TT Electronics/IRC

GS8B031132DBT

GS8B031132DBT Description

The GS8B031132DBT from TT Electronics/IRC is a high-precision ceramic resistor network designed for demanding electronic applications. Housed in a 16-pin narrow SOIC package, this bussed (BUS) thin-film network integrates 15 resistors with a 11.3KΩ resistance value and an exceptional ±0.5% absolute tolerance (±0.1% ratio tolerance). Its ±25ppm/°C temperature coefficient ensures stability across a wide operating range of -70°C to +125°C, making it suitable for environments with thermal fluctuations. The SOIC-C series construction features a rectangular ceramic case with gull-wing termination, optimized for surface-mount (SMD) assembly. With a 0.8W total power rating (0.05W per resistor) and 100V maximum voltage rating, it balances compactness (9.91mm × 5.99mm × 1.45mm) with robust performance.

GS8B031132DBT Features

• Precision Thin-Film Technology: Delivers low TCR (±25ppm/°C) and tight tolerances for critical analog/digital circuits.
• Ceramic Substrate: Enhances thermal conductivity and reliability in high-temperature environments.
• Bussed Configuration: Simplifies PCB layout by connecting multiple resistors to a common node (BUS).
• High Power Density: 0.8W total dissipation in a compact SOIC footprint, ideal for space-constrained designs.
• Stable Performance: Derated power up to 125°C ensures consistent operation under thermal stress.
• Industrial-Grade: Non-automotive (PPAP: No) but suited for industrial controls, test equipment, and telecom infrastructure.

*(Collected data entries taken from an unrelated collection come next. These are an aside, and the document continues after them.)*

//! The per-attempt diagnostic transcript.

use std::fmt;

use serde::Serialize;

use crate::{Diagnostic, Severity};

/// Pipeline stage a marker or diagnostic belongs to.
#[derive(Copy, Clone, Eq, PartialEq, Hash, Debug, Serialize)]
#[serde(rename_all = "lowercase")]
pub enum Stage {
    Parse,
    Emit,
}

/// Outcome marker closing a stage in the transcript.
#[derive(Copy, Clone, Eq, PartialEq, Hash, Debug, Serialize)]
#[serde(rename_all = "snake_case")]
pub enum StageMarker {
    ParseSucceeded,
    ParseFailed,
    EmitSucceeded,
    EmitFailed,
}

impl StageMarker {
    pub fn stage(self) -> Stage {
        match self {
            StageMarker::ParseSucceeded | StageMarker::ParseFailed => Stage::Parse,
            StageMarker::EmitSucceeded | StageMarker::EmitFailed => Stage::Emit,
        }
    }

    pub fn is_failure(self) -> bool {
        matches!(self, StageMarker::ParseFailed | StageMarker::EmitFailed)
    }
}

impl fmt::Display for StageMarker {
    fn fmt(&self, f: &mut fmt::Formatter<'_>) -> fmt::Result {
        let text = match self {
            StageMarker::ParseSucceeded => "Parse SyntaxTree Success",
            StageMarker::ParseFailed => "Parse SyntaxTree Error!",
            StageMarker::EmitSucceeded => "Compilation success!",
            StageMarker::EmitFailed => "Compilation error",
        };
        f.write_str(text)
    }
}

/// One line of the transcript.
#[derive(Clone, Eq, PartialEq, Hash, Debug, Serialize)]
#[serde(tag = "kind", rename_all = "lowercase")]
pub enum LogEntry {
    Diagnostic(Diagnostic),
    Marker { marker: StageMarker },
}

impl fmt::Display for LogEntry {
    fn fmt(&self, f: &mut fmt::Formatter<'_>) -> fmt::Result {
        match self {
            LogEntry::Diagnostic(diag) => fmt::Display::fmt(diag, f),
            LogEntry::Marker { marker } => fmt::Display::fmt(marker, f),
        }
    }
}

/// Ordered, append-only transcript of one compile attempt.
///
/// There is deliberately no way to remove or clear entries: a fresh log is
/// created for every attempt and returned to the caller by value.
#[derive(Clone, Default, Eq, PartialEq, Debug, Serialize)]
#[serde(transparent)]
pub struct DiagnosticLog {
    entries: Vec<LogEntry>,
}

impl DiagnosticLog {
    pub fn new() -> Self {
        DiagnosticLog::default()
    }

    pub fn push(&mut self, diagnostic: Diagnostic) {
        self.entries.push(LogEntry::Diagnostic(diagnostic));
    }

    pub fn extend(&mut self, diagnostics: impl IntoIterator<Item = Diagnostic>) {
        self.entries
            .extend(diagnostics.into_iter().map(LogEntry::Diagnostic));
    }

    pub fn mark(&mut self, marker: StageMarker) {
        self.entries.push(LogEntry::Marker { marker });
    }

    pub fn entries(&self) -> &[LogEntry] {
        &self.entries
    }

    pub fn len(&self) -> usize {
        self.entries.len()
    }

    pub fn is_empty(&self) -> bool {
        self.entries.is_empty()
    }

    pub fn diagnostics(&self) -> impl Iterator<Item = &Diagnostic> {
        self.entries.iter().filter_map(|entry| match entry {
            LogEntry::Diagnostic(diag) => Some(diag),
            LogEntry::Marker { .. } => None,
        })
    }

    pub fn markers(&self) -> impl Iterator<Item = StageMarker> + '_ {
        self.entries.iter().filter_map(|entry| match entry {
            LogEntry::Marker { marker } => Some(*marker),
            LogEntry::Diagnostic(_) => None,
        })
    }

    pub fn last_marker(&self) -> Option<StageMarker> {
        self.markers().last()
    }

    /// Diagnostics that belong to one stage.
    ///
    /// Everything before the parse marker is parse output; everything after
    /// it is emit output.
    pub fn stage_diagnostics(&self, stage: Stage) -> Vec<&Diagnostic> {
        let mut current = Stage::Parse;
        let mut out = Vec::new();
        for entry in &self.entries {
            match entry {
                LogEntry::Diagnostic(diag) if current == stage => out.push(diag),
                LogEntry::Diagnostic(_) => {}
                LogEntry::Marker { marker } if marker.stage() == Stage::Parse => {
                    current = Stage::Emit;
                }
                LogEntry::Marker { .. } => {}
            }
        }
        out
    }

    pub fn count(&self, severity: Severity) -> usize {
        self.diagnostics()
            .filter(|diag| diag.severity == severity)
            .count()
    }

    pub fn has_errors(&self) -> bool {
        self.diagnostics().any(Diagnostic::is_error)
    }

    /// Render the transcript, one entry per line.
    pub fn render(&self) -> String {
        self.to_string()
    }
}

impl fmt::Display for DiagnosticLog {
    fn fmt(&self, f: &mut fmt::Formatter<'_>) -> fmt::Result {
        for entry in &self.entries {
            writeln!(f, "{entry}")?;
        }
        Ok(())
    }
}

GS8B031132DBT Applications

• Voltage Divider Networks: Precision attenuation in ADC/DAC reference circuits.
• Signal Conditioning: Stable termination for high-speed data lines (e.g., LVDS, USB).
• Power Management: Current sensing and feedback loops in DC-DC converters.
• Medical Electronics: Patient monitoring systems requiring long-term drift resistance.
• Aerospace & Defense: Ruggedized avionics where temperature extremes are common.

Conclusion of GS8B031132DBT

The GS8B031132DBT excels in applications demanding precision, thermal resilience, and space efficiency. Its ceramic thin-film design and bussed architecture reduce component count while maintaining accuracy, outperforming polymer-based networks in high-temperature scenarios. While not RoHS-compliant, it remains a top choice for industrial and military-grade designs where reliability trumps regulatory constraints. Engineers will value its balance of performance, size, and cost in mission-critical circuits.